第19話 罠と分かっていても飛び込まねばならぬ

 約束の日……つまり翌日になった。

 ユタカとの待ち合わせ場所に行かねばならない。

 あの女の誘惑を掻い潜り、必要な情報だけを引き出す手腕と胆力が、今! 問われているのだ!


 隣駅に到着。


「ここがあの女のホームタウンね……!」


 先輩の住む町の隣の隣だ。

 高校は俺の町にあり、そこは大変な田舎である。

 田舎で静かで、畑と年寄りと個人商店しか無い。


 閑静な環境が教育にいいということで、高校はわざわざ町中から移ってきたのだと言う。

 さて……。

 ユタカの町も地元よりはちょっと栄えていても、所詮は田舎……。


 ロードサイドに見たことがあるチェーン店ばかりの町で、そこから外れると無しかなくなる。

 何も無いのだ……!


 なので、自然と遊ぶのはロードサイドになる。

 カラオケボックスか、ファミレスか、コンビニの三択だ。

 買い物は遥か遠くの超巨大ショッピングモール、アイオーンに行くことになる。


「ここか」


 迷うこともなかった。

 この町にファミレスは一つしか無いのだ。

 そして隣がカラオケボックスであり、さらに隣がコンビニで、その奥にラブホがあった。


 なんという並びだ。

 教育に悪い。


『メモリーに溢れた町だ。だが、古いメモリーばかりだ』


「時折、深いこと言うんだよなダミアン」


『ハルキの町の方が新しいメモリーに溢れている。どうしたことだ』


「学校があるからな。俺等ガキは、エネルギーあるじゃん。だからダミアンの好きなメモリーがどんどん産まれるんじゃないか?」


『なるほど! 若い個体ほど高エネルギーのメモリーを生み出すのか!』


 納得したらしきダミアンなのだった。

 さて、ファミレス前で十分ほど。

 ちょうど待ち合わせ時間になった。


「お待たせ~」


 ピッタリの時間を見計らっていたかのように声が掛かった。

 来たなユタカ!


 俺は身構えた。

 眼の前には、いつもはツーサイドアップにしている髪をくるっと結い上げて、スッキリした感じになったユタカがいた。
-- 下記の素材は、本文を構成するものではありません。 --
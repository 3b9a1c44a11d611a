//! Error types for the extraction pipeline.
//!
//! Aborting a file is not an error: it travels as
//! [`LineOutcome::Abort`](crate::extract::LineOutcome) and never leaves the
//! document assembler.

use std::path::PathBuf;

use thiserror::Error;

use crate::haml::SyntaxError;

#[derive(Debug, Error)]
pub enum ExtractError {
    /// The document failed structural validation, before or after rewriting.
    #[error("invalid HAML syntax in {}: {source}", path.display())]
    InvalidSyntax {
        path: PathBuf,
        #[source]
        source: SyntaxError,
    },

    /// The extract target is neither a template file nor a directory.
    #[error("not a directory: {}", .0.display())]
    NotADirectory(PathBuf),

    /// The classifier produced no role for a line of the document.
    #[error("no line type defined for {}:{line}", path.display())]
    NotDefinedLineType { path: PathBuf, line: usize },

    #[error("failed to access {}", path.display())]
    Io {
        path: PathBuf,
        #[source]
        source: std::io::Error,
    },

    /// The catalog file exists but cannot be merged into.
    #[error("invalid catalog {}: {reason}", path.display())]
    Catalog { path: PathBuf, reason: String },
}

impl ExtractError {
    pub fn io(path: impl Into<PathBuf>, source: std::io::Error) -> Self {
        Self::Io {
            path: path.into(),
            source,
        }
    }
}
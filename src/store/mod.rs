//! Persistence of extraction results: the locale catalog, the rewritten
//! templates and the list of lines the user tagged as final.

mod catalog;
mod document;
mod exclusions;

pub use catalog::{CatalogWriter, KeyAction, MergeStats, view_scope};
pub use document::{DUMP_SUFFIX, DocumentWriter, OutputMode, dump_path};
pub use exclusions::ExclusionFile;
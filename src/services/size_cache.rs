use std::collections::HashMap;
use std::sync::atomic::{AtomicU64, Ordering};
use std::sync::Mutex;
use std::time::{Duration, Instant};

struct CacheEntry<V> {
    value: V,
    inserted_at: Instant,
    seq: u64,
    access_count: u64,
}

/// Bounded, TTL-based cache keyed by tracked path.
///
/// Expiry is lazy (checked on read). When full, the entry with the lowest
/// raw `access_count` is evicted, ties broken by insertion order. This is
/// frequency-based, not recency-based: a long-lived hot entry is never the
/// victim, even if it has not been read recently. Every hit increments the
/// count and can itself change the next eviction victim.
pub struct SizeCache<V> {
    entries: Mutex<HashMap<String, CacheEntry<V>>>,
    capacity: usize,
    ttl: Duration,
    seq: AtomicU64,
}

impl<V: Clone> SizeCache<V> {
    pub fn new(capacity: usize, ttl: Duration) -> Self {
        Self {
            entries: Mutex::new(HashMap::new()),
            capacity: capacity.max(1),
            ttl,
            seq: AtomicU64::new(0),
        }
    }

    /// Fetch a value, counting the hit. Expired entries are dropped and
    /// reported as misses.
    pub fn get(&self, key: &str) -> Option<V> {
        let mut entries = self.entries.lock().unwrap_or_else(|e| e.into_inner());
        if let Some(entry) = entries.get(key) {
            if entry.inserted_at.elapsed() > self.ttl {
                entries.remove(key);
                tracing::debug!(key = %key, "size cache entry expired");
                return None;
            }
        }
        entries.get_mut(key).map(|entry| {
            entry.access_count += 1;
            entry.value.clone()
        })
    }

    /// Insert or replace a value. Replacing resets the entry's age and hit
    /// count; inserting at capacity evicts the least-frequently-used entry
    /// first.
    pub fn set(&self, key: &str, value: V) {
        let mut entries = self.entries.lock().unwrap_or_else(|e| e.into_inner());

        if !entries.contains_key(key) && entries.len() >= self.capacity {
            let victim = entries
                .iter()
                .min_by_key(|(_, e)| (e.access_count, e.seq))
                .map(|(k, _)| k.clone());
            if let Some(victim) = victim {
                entries.remove(&victim);
                tracing::debug!(key = %victim, "evicted size cache entry");
            }
        }

        entries.insert(
            key.to_string(),
            CacheEntry {
                value,
                inserted_at: Instant::now(),
                seq: self.seq.fetch_add(1, Ordering::Relaxed),
                access_count: 0,
            },
        );
    }

    pub fn delete(&self, key: &str) -> bool {
        let mut entries = self.entries.lock().unwrap_or_else(|e| e.into_inner());
        entries.remove(key).is_some()
    }

    pub fn clear(&self) {
        let mut entries = self.entries.lock().unwrap_or_else(|e| e.into_inner());
        entries.clear();
    }

    pub fn len(&self) -> usize {
        let entries = self.entries.lock().unwrap_or_else(|e| e.into_inner());
        entries.len()
    }

    pub fn is_empty(&self) -> bool {
        self.len() == 0
    }
}

#[cfg(test)]
mod tests {
    use super::*;
    use std::thread;

    #[test]
    fn get_miss_returns_none() {
        let cache: SizeCache<u64> = SizeCache::new(10, Duration::from_secs(60));
        assert!(cache.get("absent").is_none());
    }

    #[test]
    fn set_then_get_round_trips() {
        let cache = SizeCache::new(10, Duration::from_secs(60));
        cache.set("a", 42u64);
        assert_eq!(cache.get("a"), Some(42));
    }

    #[test]
    fn expired_entries_are_dropped_on_read() {
        let cache = SizeCache::new(10, Duration::from_millis(20));
        cache.set("a", 1u64);
        thread::sleep(Duration::from_millis(40));
        assert!(cache.get("a").is_none());
        assert_eq!(cache.len(), 0);
    }

    #[test]
    fn eviction_picks_least_frequently_used() {
        let cache = SizeCache::new(2, Duration::from_secs(60));
        cache.set("a", 1u64);
        cache.set("b", 2u64);
        // One hit on "a" makes "b" the victim despite being newer.
        cache.get("a");
        cache.set("c", 3u64);

        assert_eq!(cache.get("a"), Some(1));
        assert!(cache.get("b").is_none());
        assert_eq!(cache.get("c"), Some(3));
    }

    #[test]
    fn eviction_ties_break_by_insertion_order() {
        let cache = SizeCache::new(2, Duration::from_secs(60));
        cache.set("first", 1u64);
        cache.set("second", 2u64);
        cache.set("third", 3u64);

        assert!(cache.get("first").is_none());
        assert_eq!(cache.get("second"), Some(2));
        assert_eq!(cache.get("third"), Some(3));
    }

    #[test]
    fn replacing_a_key_does_not_evict() {
        let cache = SizeCache::new(2, Duration::from_secs(60));
        cache.set("a", 1u64);
        cache.set("b", 2u64);
        cache.set("a", 10u64);

        assert_eq!(cache.len(), 2);
        assert_eq!(cache.get("a"), Some(10));
        assert_eq!(cache.get("b"), Some(2));
    }

    #[test]
    fn delete_and_clear() {
        let cache = SizeCache::new(10, Duration::from_secs(60));
        cache.set("a", 1u64);
        cache.set("b", 2u64);
        assert!(cache.delete("a"));
        assert!(!cache.delete("a"));
        cache.clear();
        assert!(cache.is_empty());
    }
}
 肩がむき出しになった首だけで支えてるみたいなブラウスを着てるぞ!


「んふふ、どう? どう? ホルターネックのブラウス。超安かったんだけど結構イケてない?」


「ぬぐぐぐぐ……! くぅっ……!!」


「あれ? どうしたの? 女の子に気の利いた言葉をかけたりしないのかなー?」


「肩がむき出しで……ムラっと来る……!!」


「ほひ」


 なんかユタカが変な声を出した。

 俺も変なこと言っちまったぞ!!


「くっ、セクハラではないぞ!! 今のは独り言! 独り言だ!!」


「ははーん。で、どう? そのムラムラな迎田春希くんとしては、この私の肩はどうかなぁ……?」


「やめろ、挑発をするんじゃない……! ぐわあああ華奢な肩がグッと来るなんてとても言えねえ! くっそ、ファミレスに入るぞユタカ! これ以上のやり取りは分が悪すぎる!!」


「ちっ、耐えたか……」


『ハルキ、やはりこのユタカという娘も』


「だめでしょ!」


『ウグワーッ!』


「? なんか渋い声がした?」


「ファミレスの店内放送だろう……」


 俺は上手く誤魔化した。

 案内された店内は、よく冷房が効いており、大変過ごしやすい。

 ユタカはなんか肩がけをどこからか取り出して羽織った。


 ……涼しいところに着てわざわざ着るものを羽織るというのは一体……。

 俺の視線に気付いた彼女が、


「女子は筋肉が少ないから冷えやすいの! ほら、よくエアコン温度あげてって騒いでる子いるでしょ?」


「いるなあ……」


 だが我がクラスの男たちはスパルタンなので、頑としてエアコンの温度は上げないのだ。


「迎田くんはそういうところ気が利かないなあ……」


「ああ。俺は一緒に筋肉つけてもらって体温を保持できるように応援しちゃうからな……」


「うおっ、我が道を行くタイプ……!!」


 なんだ!?

 ユタカの目が爛々と輝き始めた。


『ハルキ、ユタカのメモリーエネルギーが跳ね上がったぞ! どうやらユタカのツボをついたらしい』


「今のがかよ!? 分からん……」


「やっぱり迎田くん、誰かと会話してない?」


「してない」


 よし、上手く誤魔化した。

 とりあえず山盛りポテトとドリンクバー、そしてユタカには季節のフルーツパフェを奢る……。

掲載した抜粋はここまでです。